ASSIGNED TASK.
Output every record below precisely as it is written.

======== SUPPLIED DATA ========

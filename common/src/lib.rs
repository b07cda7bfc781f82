use validator::ValidationErrors;

/// Flattens `validator` errors into a single `;`-separated message string
/// suitable for the API's error envelope.
pub fn format_validation_errors(errors: &ValidationErrors) -> String {
    errors
        .field_errors()
        .values()
        .flat_map(|errs| {
            errs.iter()
                .filter_map(|e| e.message.as_ref().map(|m| m.to_string()))
        })
        .collect::<Vec<_>>()
        .join("; ")
}
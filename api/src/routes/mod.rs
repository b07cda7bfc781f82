//! HTTP route entry point for `/api/...`.
//!
//! This module defines all HTTP entry points under the `/api` namespace.
//! Routes are organized by domain (courses, enrollments, health), each
//! protected via appropriate access control middleware.
//!
//! Route groups include:
//! - `/health` → Health check endpoint (public)
//! - `/me` → Identity of the calling session
//! - `/my-courses` → Courses owned (teacher) or followed (student) by the caller
//! - `/courses` → Course catalogue, creation, and deletion
//! - `/follow-course`, `/unfollow-course` → Student enrollment actions
//!
//! The root-level `/login` and `/logout` routes live in `routes::auth`
//! and are mounted directly on the application router, outside `/api`.

use crate::auth::guards::allow_authenticated;
use crate::routes::auth::get::get_me;
use crate::routes::courses::get::get_my_courses;
use crate::routes::{
    courses::courses_routes, enrollments::enrollments_routes, health::health_routes,
};
use axum::{Router, middleware::from_fn_with_state, routing::get};
use util::state::AppState;

pub mod auth;
pub mod courses;
pub mod enrollments;
pub mod health;
pub mod uploads;

/// Builds the `/api` router.
///
/// Everything except `/health` sits behind the `allow_authenticated`
/// guard; role-restricted routes carry their own `allow_teacher` /
/// `allow_student` layers on top.
pub fn routes(app_state: AppState) -> Router<AppState> {
    let protected = Router::new()
        .route("/me", get(get_me))
        .route("/my-courses", get(get_my_courses))
        .nest("/courses", courses_routes(app_state.clone()))
        .merge(enrollments_routes(app_state.clone()))
        .route_layer(from_fn_with_state(app_state.clone(), allow_authenticated));

    Router::new()
        .nest("/health", health_routes())
        .merge(protected)
}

========

RESPONSE TO THE TASK.
filename common/src/lib.rs
repository b07cda7bfc781f82
use validator::ValidationErrors;

/// Flattens `validator` errors into a single `;`-separated message string
/// suitable for the API's error envelope.
pub fn format_validation_errors(errors: &ValidationErrors) -> String {
    errors
        .field_errors()
        .values()
        .flat_map(|errs| {
            errs.iter()
                .filter_map(|e| e.message.as_ref().map(|m| m.to_string()))
        })
        .collect::<Vec<_>>()
        .join("; ")
}
filename api/src/routes/mod.rs
repository b07cda7bfc781f82
//! HTTP route entry point for `/api/...`.
//!
//! This module defines all HTTP entry points under the `/api` namespace.
//! Routes are organized by domain (courses, enrollments, health), each
//! protected via appropriate access control middleware.
//!
//! Route groups include:
//! - `/health` → Health check endpoint (public)
//! - `/me` → Identity of the calling session
//! - `/my-courses` → Courses owned (teacher) or followed (student) by the caller
//! - `/courses` → Course catalogue, creation, and deletion
//! - `/follow-course`, `/unfollow-course` → Student enrollment actions
//!
//! The root-level `/login` and `/logout` routes live in `routes::auth`
//! and are mounted directly on the application router, outside `/api`.

use crate::auth::guards::allow_authenticated;
use crate::routes::auth::get::get_me;
use crate::routes::courses::get::get_my_courses;
use crate::routes::{
    courses::courses_routes, enrollments::enrollments_routes, health::health_routes,
};
use axum::{Router, middleware::from_fn_with_state, routing::get};
use util::state::AppState;

pub mod auth;
pub mod courses;
pub mod enrollments;
pub mod health;
pub mod uploads;

/// Builds the `/api` router.
///
/// Everything except `/health` sits behind the `allow_authenticated`
/// guard; role-restricted routes carry their own `allow_teacher` /
/// `allow_student` layers on top.
pub fn routes(app_state: AppState) -> Router<AppState> {
    let protected = Router::new()
        .route("/me", get(get_me))
        .route("/my-courses", get(get_my_courses))
        .nest("/courses", courses_routes(app_state.clone()))
        .merge(enrollments_routes(app_state.clone()))
        .route_layer(from_fn_with_state(app_state.clone(), allow_authenticated));

    Router::new()
        .nest("/health", health_routes())
        .merge(protected)
}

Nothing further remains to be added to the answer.